The seat of the Patriarch of Aquileia stayed in Byzantine controlled Grado. The Byzantines allowed these freedom and archbishop Elias, already called patriarch by his suffragans, built a cathedral under the patronage of St. Euphemia as an unabashed statement of his adherence to the schism since it was the church of St. Euphemia in which the sessions of the Council of Chalcedon were approved. Gregory the Great's attempts at conciliation near the end of his pontificate, and especially through the Lombard queen, Theodelinda, began to have some effect.

Thus, in 606, Elias's successor Severus died and there were many clerics favorable to reconciliation. The Byzantines encouraged these to elect Candidianus who once elected promptly restored communion. Those of his suffragans whose sees lay within the empire joined him in submission to the Apostolic See.

==The Split of the Patriarchate of Aquileia==
Many bishops whose dioceses were under Lombard control were unhappy with the reconciliation. These dissidents fled to mainland Aquileia and under Lombard protection elected a John as a rival patriarch who maintained the schism. There were now two patriarchates in northern Italy, Aquileia in Grado and Old-Aquileia.

The diocese of Como was originally a suffragan of Milan, but by the mid 6th century, prompted by its disagreement with the reconciliation of Milan, Como renounced its connection with Milan and passed to being a suffragan to Aquileia, a situation which lasted until 1751. Moreover until 1597, Como continued celebrating the Aquileian Rite persisting in this even a year after that Rite had been abandoned at Aquileia itself and desisting only when the Pope ordered Como to abandon it, despite resistance.

==Reconciliation with Rome==

The schism had deepened along political, Lombard-Roman lines. The Irish missionary Columbanus, who was ministering to the Lombards in Bobbio was involved in the first attempt to resolve this division through mediation between 612 and 615. Agilulf, King of the Lombards, persuaded him to address a letter on the schism to Boniface IV. He tells the pope that he is suspect of heresy for accepting the Fifth Ecumenical Council (the Second Council of Constantinople in 553), and exhorts him to summon a council and prove his orthodoxy.

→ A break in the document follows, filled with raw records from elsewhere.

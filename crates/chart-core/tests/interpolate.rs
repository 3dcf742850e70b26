// File: crates/chart-core/tests/interpolate.rs
// Purpose: Validate that every interpolation passes through its anchors and flattens sensibly.

use scrollchart_core::interpolate::MAX_FLATTEN_STEPS;
use scrollchart_core::{Interpolation, PathSegment, Point};

fn zigzag() -> Vec<Point> {
    vec![
        Point::new(0.0, 50.0),
        Point::new(20.0, 10.0),
        Point::new(40.0, 70.0),
        Point::new(60.0, 30.0),
        Point::new(80.0, 40.0),
    ]
}

fn diagonal() -> Vec<Point> {
    (0..6).map(|i| Point::new(i as f64 * 10.0, i as f64 * 10.0)).collect()
}

fn all_modes() -> Vec<Interpolation> {
    vec![
        Interpolation::Linear,
        Interpolation::CatmullRom { alpha: 0.0 },
        Interpolation::CatmullRom { alpha: 0.5 },
        Interpolation::CatmullRom { alpha: 1.0 },
        Interpolation::Hermite,
        Interpolation::Cubic,
        Interpolation::Smoothed { smoothing: 0.3 },
    ]
}

fn close(a: Point, b: Point) -> bool { a.distance(b) < 1e-9 }

#[test]
fn every_mode_passes_through_input() {
    let input = zigzag();
    for mode in all_modes() {
        let path = mode.path(&input);
        assert_eq!(path.anchors(), input, "{}", mode.id());
        assert!(matches!(path.segments[0], PathSegment::MoveTo(_)));
    }
}

#[test]
fn flatten_samples_each_cubic() {
    let input = zigzag();
    let steps = 4;
    let flat = Interpolation::CatmullRom { alpha: 0.5 }.path(&input).flatten(steps);
    assert_eq!(flat.len(), 1 + (input.len() - 1) * steps);
    for (i, p) in input.iter().enumerate() {
        assert_eq!(flat[i * steps], *p);
    }
}

#[test]
fn flatten_step_count_is_capped() {
    let input = zigzag();
    let path = Interpolation::Hermite.path(&input);
    let flat = path.flatten(usize::MAX);
    assert_eq!(flat.len(), 1 + (input.len() - 1) * MAX_FLATTEN_STEPS);
    assert_eq!(path.flatten(0).len(), input.len());
}

#[test]
fn linear_flatten_is_the_input() {
    let input = zigzag();
    assert_eq!(Interpolation::Linear.path(&input).flatten(16), input);
}

#[test]
fn uniform_catmull_rom_control_point() {
    let input = zigzag();
    let path = Interpolation::CatmullRom { alpha: 0.0 }.path(&input);
    // segment 1 -> 2 is the third path element (after MoveTo and the first cubic)
    let PathSegment::CubicTo { c1, .. } = path.segments[2] else { panic!("expected cubic") };
    let want = input[1] + (input[2] - input[0]) * (1.0 / 6.0);
    assert!(close(c1, want), "{c1:?} vs {want:?}");
}

#[test]
fn hermite_and_cubic_keep_straight_lines_straight() {
    let input = diagonal();
    for mode in [Interpolation::Hermite, Interpolation::Cubic, Interpolation::CatmullRom { alpha: 0.0 }] {
        for p in mode.path(&input).flatten(10) {
            assert!((p.x - p.y).abs() < 1e-9, "{} drifted: {p:?}", mode.id());
        }
    }
}

#[test]
fn zero_smoothing_degenerates_to_segments() {
    let input = zigzag();
    let path = Interpolation::Smoothed { smoothing: 0.0 }.path(&input);
    let PathSegment::CubicTo { c1, c2, to } = path.segments[1] else { panic!("expected cubic") };
    assert_eq!(c1, input[0]);
    assert_eq!(c2, input[1]);
    assert_eq!(to, input[1]);
}

#[test]
fn short_inputs_use_straight_segments() {
    let two = vec![Point::new(0.0, 0.0), Point::new(10.0, 5.0)];
    let path = Interpolation::Cubic.path(&two);
    assert_eq!(path.segments, vec![PathSegment::MoveTo(two[0]), PathSegment::LineTo(two[1])]);
    assert!(Interpolation::Hermite.path(&[]).is_empty());
}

Historian Edward Gibbon theorized that Pope Honorius I reconciled the Patriarch to Rome in 638, although this did not last.

As the schism lost its vigour, the Lombards started to renounce Arianism and join western apostolic and catholic orthodoxy. The bishop of Old-Aquileia formally ended the schism at the Synod of Pavia in 698. After Old-Aquileia reconciled with Rome, Pope Gregory II granted the pallium to Patriarch Serenus (715–730) of Aquileia in 723. The division of the Patriarchate of Aquileia into the rival Patriarchies of Aquileia and Grado contributed to the evolution of the Patriarch of Grado into the present Patriarch of Venice.